In January of 1859, George Andrew Jackson discovered gold in Clear Creek, and John Gregory found gold in the North Fork of the same river on May 6. Jackson’s discovery led to the creation of modern-day Idaho Springs, and out of Gregory’s discovery emerged Central City, Black Hawk, and Nevadaville. Nevadaville has since become a ghost town, but Idaho Springs remains home to approximately 2,000 people. Central City and Black Hawk, although less populated, now primarily serve as gambling towns. The Argo Tunnel, whose construction began in 1891 and finished in 1910, served to connect the two mining areas and provide drainage for the water used in mining operations. At about $5 million dollars to build and just under 22,000 feet long, the Argo Tunnel was the longest tunnel in the world in 1910. The effects of the Argo tunnel are still noticeable in both tourism and the efforts to clean up the Clear Creek area.

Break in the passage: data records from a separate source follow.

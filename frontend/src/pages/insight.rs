use chrono::Utc;
use shared::{aggregate_flow, Flow, PeriodPreset, VisualContext};
use yew::prelude::*;

use crate::components::CategoryChart;
use crate::hooks::use_transactions;
use crate::services::DataSource;

const FLOWS: [Flow; 2] = [Flow::Expense, Flow::Income];

#[derive(Properties, PartialEq)]
pub struct InsightPageProps {
    pub data_source: DataSource,
}

#[function_component(InsightPage)]
pub fn insight_page(props: &InsightPageProps) -> Html {
    let visual = use_context::<VisualContext>().unwrap_or_default();
    let preset = use_state(PeriodPreset::default);
    let flow = use_state(Flow::default);

    // Memoized so the fetch only reruns when the preset changes
    let period = use_memo(*preset, |preset| preset.to_period(Utc::now()));
    let transactions = use_transactions(&props.data_source, *period);

    let state = &transactions.state;
    let buckets = aggregate_flow(&state.records, &period, &state.catalog, *flow);

    html! {
        <div class="page insight-page">
            <h1 class="page-title">{"Insight"}</h1>

            <div class="toggle-group flow-toggle">
                {for FLOWS.iter().map(|&option| {
                    let onclick = {
                        let flow = flow.clone();
                        Callback::from(move |_: MouseEvent| flow.set(option))
                    };
                    let class = if *flow == option { "toggle-button active" } else { "toggle-button" };
                    html! { <button class={class} onclick={onclick}>{option.label()}</button> }
                })}
            </div>

            <div class="toggle-group period-toggle">
                {for PeriodPreset::ALL.iter().map(|&option| {
                    let onclick = {
                        let preset = preset.clone();
                        Callback::from(move |_: MouseEvent| preset.set(option))
                    };
                    let class = if *preset == option { "toggle-button active" } else { "toggle-button" };
                    html! { <button class={class} onclick={onclick}>{option.label()}</button> }
                })}
            </div>

            {if let Some(error) = &state.error {
                html! { <div class="error-message">{error}</div> }
            } else { html! {} }}

            <CategoryChart
                buckets={buckets}
                loading={state.loading}
                background={Some(visual.background.clone())}
            />
        </div>
    }
}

Mining took place in Idaho Springs from 1859 to the early-1940s, when gold mining halted due to World War II. Meanwhile, the Central City–Black Hawk area quickly lost mining importance in the 1880s, and in 1918 the area stopped producing gold, pivoting to emphasize tourism through the Central City Opera House. However, by the 1980s, Central City and Black Hawk faced significant structural and health issues. The water had been condemned, and the city could not financially provide upkeep for historic buildings. In response, Colorado voters brought gambling back to the area. Once known as “the richest square mile on earth,” Central City has since taken a backseat to Black Hawk, although both still retain own casino districts. Due to the reintroduction of gambling, Black Hawk and Central City became concerned with cleaning up the pollution from and remnants of mines.
Meanwhile, because of Idaho Springs’ proximity to Interstate 70—convenient for commuting to Denver—the old Argo Mill and Argo Tunnel are visible from the freeway. The tunnel was sealed on January 19, 1943 when an accident flooded the chamber and killed four individuals. In addition to draining water from mines by using a low-grade decline from its origin in Central City to the end point in Idaho Springs, the Argo Tunnel also served to ventilate the mines and provide ore transportation.
In total, the Argo Tunnel processed around three trillion dollars’ worth of gold by today’s standard. Today, visitors can view original mining equipment, the Argo mill itself, and part of the Argo Tunnel. The tunnel is not safe due to the buildup of mining pollution, but removing the pollution is currently part of the EPA superfund site’s goals. Individuals can even experience a glimpse of the lives of Jackson and Gregory as they pan for gold. Overall, the Argo Tunnel serves as a reminder of the environmental damage caused by decades of mining as well as the town histories of Central City, Black Hawk, and Idaho Springs.